• **ACTION ITEM**
When the line containing "use parking_lot::Mutex;" is found in the data below, copy it and each line after it through the line containing "zero rows does.", exactly and with no others.

━━━━━ RAW DATA

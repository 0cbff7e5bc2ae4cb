//! Remote store collaborators
//!
//! The [`RemoteStore`] trait is the seam between the action wrapper and
//! whatever persists the data:
//! - [`HttpRemote`]: `GET`/`POST` of JSON documents against one endpoint
//! - [`MemoryRemote`]: in-process store applying batches atomically, used
//!   for local runs and tests
//!
//! A store applies the records of one batch in array order, as upserts and
//! deletes keyed by `fields.id`, and either applies all of them or none.

use crate::error::RemoteError;
use parking_lot::Mutex;
use restore_core::{Collection, Dataset, OpKind, OperationRecord};

/// Persistence endpoint for datasets and operation batches
pub trait RemoteStore: Send + Sync {
    /// Fetch the full dataset (initial load)
    fn load(&self) -> Result<Dataset, RemoteError>;

    /// Apply one batch of records, in order, atomically
    fn apply(&self, ops: &[OperationRecord]) -> Result<(), RemoteError>;
}

/// Apply a batch to a dataset, producing the new dataset
///
/// All-or-nothing: the input is left as is and an error is returned if any
/// record cannot be applied.
/// - CREATE fails if the id already exists; the table is created if missing
/// - UPDATE replaces the row with the same id, if any
/// - DELETE removes the row with the same id, if any
///
/// An UPDATE or DELETE that matches no row succeeds without changing
/// anything, the way a SQL statement matching zero rows does.
pub fn apply_to_dataset(data: &Dataset, ops: &[OperationRecord]) -> Result<Dataset, RemoteError> {
    let mut next = data.clone();

    for (index, op) in ops.iter().enumerate() {
        let id = op
            .row_id()
            .ok_or_else(|| RemoteError::Rejected(format!("operation {} has no id", index)))?;
        let mut rows = next
            .get(&op.table)
            .map(Collection::to_vec)
            .unwrap_or_default();
        let position = rows.iter().position(|row| row.id().as_ref() == Some(&id));

        match (op.kind, position) {
            (OpKind::Create, None) => rows.push(op.fields.clone()),
            (OpKind::Create, Some(_)) => {
                return Err(RemoteError::Rejected(format!(
                    "duplicate id {} in {}",
                    id, op.table
                )))
            }
            (OpKind::Update, Some(i)) => rows[i] = op.fields.clone(),
            (OpKind::Delete, Some(i)) => {
                rows.remove(i);
            }
            (OpKind::Update | OpKind::Delete, None) => {}
        }

        next.insert(op.table.clone(), Collection::new(rows));
    }

    Ok(next)
}

// ============================================================================
// In-process store
// ============================================================================

/// In-memory remote store
///
/// Keeps a dataset and a log of every batch it accepted. Batches go through
/// [`apply_to_dataset`], so only a duplicate CREATE or a record without an id
/// is rejected. A failure can be injected to exercise the `Fail` path of the
/// flush queue.
#[derive(Debug, Default)]
pub struct MemoryRemote {
    data: Mutex<Dataset>,
    applied: Mutex<Vec<Vec<OperationRecord>>>,
    fail_next: Mutex<Option<RemoteError>>,
}

impl MemoryRemote {
    /// Create a store holding `data`
    pub fn new(data: Dataset) -> Self {
        Self {
            data: Mutex::new(data),
            ..Self::default()
        }
    }

    /// Current dataset
    pub fn data(&self) -> Dataset {
        self.data.lock().clone()
    }

    /// Batches accepted so far, in order
    pub fn applied(&self) -> Vec<Vec<OperationRecord>> {
        self.applied.lock().clone()
    }

    /// Make the next `apply` fail with `error`
    pub fn fail_next(&self, error: RemoteError) {
        *self.fail_next.lock() = Some(error);
    }
}

impl RemoteStore for MemoryRemote {
    fn load(&self) -> Result<Dataset, RemoteError> {
        Ok(self.data())
    }

    fn apply(&self, ops: &[OperationRecord]) -> Result<(), RemoteError> {
        if let Some(error) = self.fail_next.lock().take() {
            return Err(error);
        }

        let mut data = self.data.lock();
        *data = apply_to_dataset(&data, ops)?;
        self.applied.lock().push(ops.to_vec());
        Ok(())
    }
}

// ============================================================================
// HTTP store
// ============================================================================

/// Remote store reached over HTTP
///
/// `load` is a `GET` of the endpoint returning the dataset document; `apply`
/// is a `POST` of the JSON batch. Only status 200 counts as success.
#[cfg(feature = "http")]
pub struct HttpRemote {
    endpoint: String,
    agent: ureq::Agent,
}

#[cfg(feature = "http")]
impl HttpRemote {
    /// Client for `endpoint` with a global request timeout
    pub fn new(endpoint: impl Into<String>, timeout: std::time::Duration) -> Self {
        let config = ureq::Agent::config_builder()
            .timeout_global(Some(timeout))
            .http_status_as_error(false)
            .build();

        Self {
            endpoint: endpoint.into(),
            agent: ureq::Agent::new_with_config(config),
        }
    }

    /// Client built from a config; `None` if no endpoint is configured
    pub fn from_config(config: &crate::config::RemoteConfig) -> Option<Self> {
        config
            .endpoint
            .as_ref()
            .map(|endpoint| Self::new(endpoint.clone(), config.timeout()))
    }

    /// Endpoint URL
    pub fn endpoint(&self) -> &str {
        &self.endpoint
    }
}

#[cfg(feature = "http")]
fn transport_error(e: ureq::Error) -> RemoteError {
    match e {
        ureq::Error::Timeout(_) => RemoteError::Timeout,
        ureq::Error::StatusCode(code) => RemoteError::Status(code),
        other => RemoteError::Network(other.to_string()),
    }
}

#[cfg(feature = "http")]
impl RemoteStore for HttpRemote {
    fn load(&self) -> Result<Dataset, RemoteError> {
        let mut response = self
            .agent
            .get(self.endpoint.as_str())
            .header("Accept", "application/json")
            .call()
            .map_err(transport_error)?;

        crate::error::check_status(response.status().as_u16())?;

        let body = response
            .body_mut()
            .read_to_string()
            .map_err(|e| RemoteError::Network(format!("failed to read response: {}", e)))?;

        serde_json::from_str(&body)
            .map_err(|e| RemoteError::Parse(format!("invalid dataset document: {}", e)))
    }

    fn apply(&self, ops: &[OperationRecord]) -> Result<(), RemoteError> {
        let body = restore_core::op::to_json_bytes(ops)?;

        let response = self
            .agent
            .post(self.endpoint.as_str())
            .header("Accept", "application/json")
            .header("Content-Type", "application/json")
            .send(&body[..])
            .map_err(transport_error)?;

        crate::error::check_status(response.status().as_u16())
    }
}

━━━━━━━━━━

• **RESPONSE TO THIS EXERCISE**
use parking_lot::Mutex;
use restore_core::{Collection, Dataset, OpKind, OperationRecord};

/// Persistence endpoint for datasets and operation batches
pub trait RemoteStore: Send + Sync {
    /// Fetch the full dataset (initial load)
    fn load(&self) -> Result<Dataset, RemoteError>;

    /// Apply one batch of records, in order, atomically
    fn apply(&self, ops: &[OperationRecord]) -> Result<(), RemoteError>;
}

/// Apply a batch to a dataset, producing the new dataset
///
/// All-or-nothing: the input is left as is and an error is returned if any
/// record cannot be applied.
/// - CREATE fails if the id already exists; the table is created if missing
/// - UPDATE replaces the row with the same id, if any
/// - DELETE removes the row with the same id, if any
///
/// An UPDATE or DELETE that matches no row succeeds without changing
/// anything, the way a SQL statement matching zero rows does.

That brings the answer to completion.